Amazon Web Services (AWS) has become the de-facto leader in cloud computing services, and has been consistently pushing the envelope in the breadth of services provided since it launched in 2006. AWS now provides more than 70 services that span a wide range of areas such as machine learning (Amazon Machine Learning), storage (Amazon S3), computing (Amazon EC2), real-time data processing (Amazon Kinesis), scalable cloud database server services (Amazon RDS) and Big Data (Amazon Elastic MapReduce service, which runs Hadoop on top of EC2 and S3).
For this post I will focus on AWS’s data warehousing service, Amazon Redshift, which changed the game for a lot of companies looking for a less expensive alternative to traditional massively parallel processing (MPP) databases platforms such as Teradata, Vertica, Greenplum, etc. Amazon claims that the cost of implementing Redshift is about a tenth that of standard MPP platforms.
In short, Amazon Redshift is a fast, powerful, fully managed, petabyte-scale data warehouse service in the cloud. One of the main differentiators that separates Amazon Redshift from most (usually very expensive) MPP solutions in that it has no upfront costs or commitments. Customers can start small at $0.25 per hour and $1000 per terabyte per year, scaling up to petabytes as needed. Amazon Redshift achieves very high performance using 3 strategies:
- Columnar Data Storage – Storing data at the column level allows for much more efficient computation of aggregates.
- Advanced Compression – Amazon Redshift is unique among its competitors in that it employs multiple compression techniques and so can achieve significant compression relative to traditional data stores. When loading data into an empty table, it automatically samples the data and selects the most appropriate compression scheme.
- Massively Parallel Processing (MPP)
Another interesting fact to point out is that Amazon Redshift is based on the open source relational database PostgreSQL.

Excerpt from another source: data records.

use sqlx::Row;

use bazaar_core::domain::persona::{OwnedPersona, PersonaId, PersonaProfile, UserPersonaState};
use bazaar_core::domain::user::UserId;

use super::{decode_error, parse_timestamp, PersonaRepository, RepositoryError};
use crate::DbPool;

pub struct SqlPersonaRepository {
    pool: DbPool,
}

impl SqlPersonaRepository {
    pub fn new(pool: DbPool) -> Self {
        Self { pool }
    }
}

const PERSONA_COLUMNS: &str =
    "id, name, description, system_prompt, avatar_url, theme_color, rarity, fallback_line";

fn row_to_persona(row: &sqlx::sqlite::SqliteRow) -> Result<PersonaProfile, RepositoryError> {
    let id: i64 = row.try_get("id").map_err(decode_error)?;
    let rarity: i64 = row.try_get("rarity").map_err(decode_error)?;

    Ok(PersonaProfile {
        id: PersonaId(id),
        name: row.try_get("name").map_err(decode_error)?,
        description: row.try_get("description").map_err(decode_error)?,
        system_prompt: row.try_get("system_prompt").map_err(decode_error)?,
        avatar_url: row.try_get("avatar_url").map_err(decode_error)?,
        theme_color: row.try_get("theme_color").map_err(decode_error)?,
        rarity: u8::try_from(rarity).map_err(decode_error)?,
        fallback_line: row.try_get("fallback_line").map_err(decode_error)?,
    })
}

fn row_to_owned(row: &sqlx::sqlite::SqliteRow) -> Result<OwnedPersona, RepositoryError> {
    let persona_id: i64 = row.try_get("persona_id").map_err(decode_error)?;
    let stack_count: i64 = row.try_get("stack_count").map_err(decode_error)?;
    let level: i64 = row.try_get("level").map_err(decode_error)?;
    let obtained_at: String = row.try_get("obtained_at").map_err(decode_error)?;

    Ok(OwnedPersona {
        persona_id: PersonaId(persona_id),
        stack_count: u32::try_from(stack_count).map_err(decode_error)?,
        level: u32::try_from(level).map_err(decode_error)?,
        obtained_at: parse_timestamp(&obtained_at)?,
    })
}

#[async_trait::async_trait]
impl PersonaRepository for SqlPersonaRepository {
    async fn find_by_id(&self, id: PersonaId) -> Result<Option<PersonaProfile>, RepositoryError> {
        let sql = format!("SELECT {PERSONA_COLUMNS} FROM agent_personas WHERE id = ?");
        let row = sqlx::query(&sql).bind(id.0).fetch_optional(&self.pool).await?;

        row.as_ref().map(row_to_persona).transpose()
    }

    async fn list_catalog(&self) -> Result<Vec<PersonaProfile>, RepositoryError> {
        let sql = format!("SELECT {PERSONA_COLUMNS} FROM agent_personas ORDER BY id");
        let rows = sqlx::query(&sql).fetch_all(&self.pool).await?;

        rows.iter().map(row_to_persona).collect()
    }

    async fn save(&self, persona: PersonaProfile) -> Result<(), RepositoryError> {
        sqlx::query(
            "INSERT INTO agent_personas (id, name, description, system_prompt, avatar_url,
                                         theme_color, rarity, fallback_line)
             VALUES (?, ?, ?, ?, ?, ?, ?, ?)
             ON CONFLICT(id) DO UPDATE SET
                 name = excluded.name,
                 description = excluded.description,
                 system_prompt = excluded.system_prompt,
                 avatar_url = excluded.avatar_url,
                 theme_color = excluded.theme_color,
                 rarity = excluded.rarity,
                 fallback_line = excluded.fallback_line",
        )
        .bind(persona.id.0)
        .bind(&persona.name)
        .bind(&persona.description)
        .bind(&persona.system_prompt)
        .bind(&persona.avatar_url)
        .bind(&persona.theme_color)
        .bind(i64::from(persona.rarity))
        .bind(&persona.fallback_line)
        .execute(&self.pool)
        .await?;

        Ok(())
    }

    async fn persona_state(
        &self,
        user_id: UserId,
    ) -> Result<Option<UserPersonaState>, RepositoryError> {
        let user_row = sqlx::query("SELECT current_persona_id FROM users WHERE id = ?")
            .bind(user_id.0)
            .fetch_optional(&self.pool)
            .await?;
        let Some(user_row) = user_row else {
            return Ok(None);
        };
        let equipped: Option<i64> = user_row.try_get("current_persona_id").map_err(decode_error)?;

        let owned_rows = sqlx::query(
            "SELECT persona_id, stack_count, level, obtained_at
             FROM user_personas WHERE user_id = ?
             ORDER BY obtained_at ASC, persona_id ASC",
        )
        .bind(user_id.0)
        .fetch_all(&self.pool)
        .await?;
        let owned = owned_rows.iter().map(row_to_owned).collect::<Result<Vec<_>, _>>()?;

        Ok(Some(UserPersonaState { equipped: equipped.map(PersonaId), owned }))
    }
}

Various third party assessments confirm that Amazon Redshift is the real deal. With large organizations growing increasingly more comfortable with storing their data in the cloud, those of us who want to stay at the forefront of BI technologies will inevitably need to become familiar with Redshift’s capabilities as well as best practices for designing and implementing a Redshift data warehousing solution.
Here’s another post that describes how Amplitude, a web and mobile analytics company, chose Redshift over Hadoop/Hive and traditional MPP platforms for their data warehousing solution.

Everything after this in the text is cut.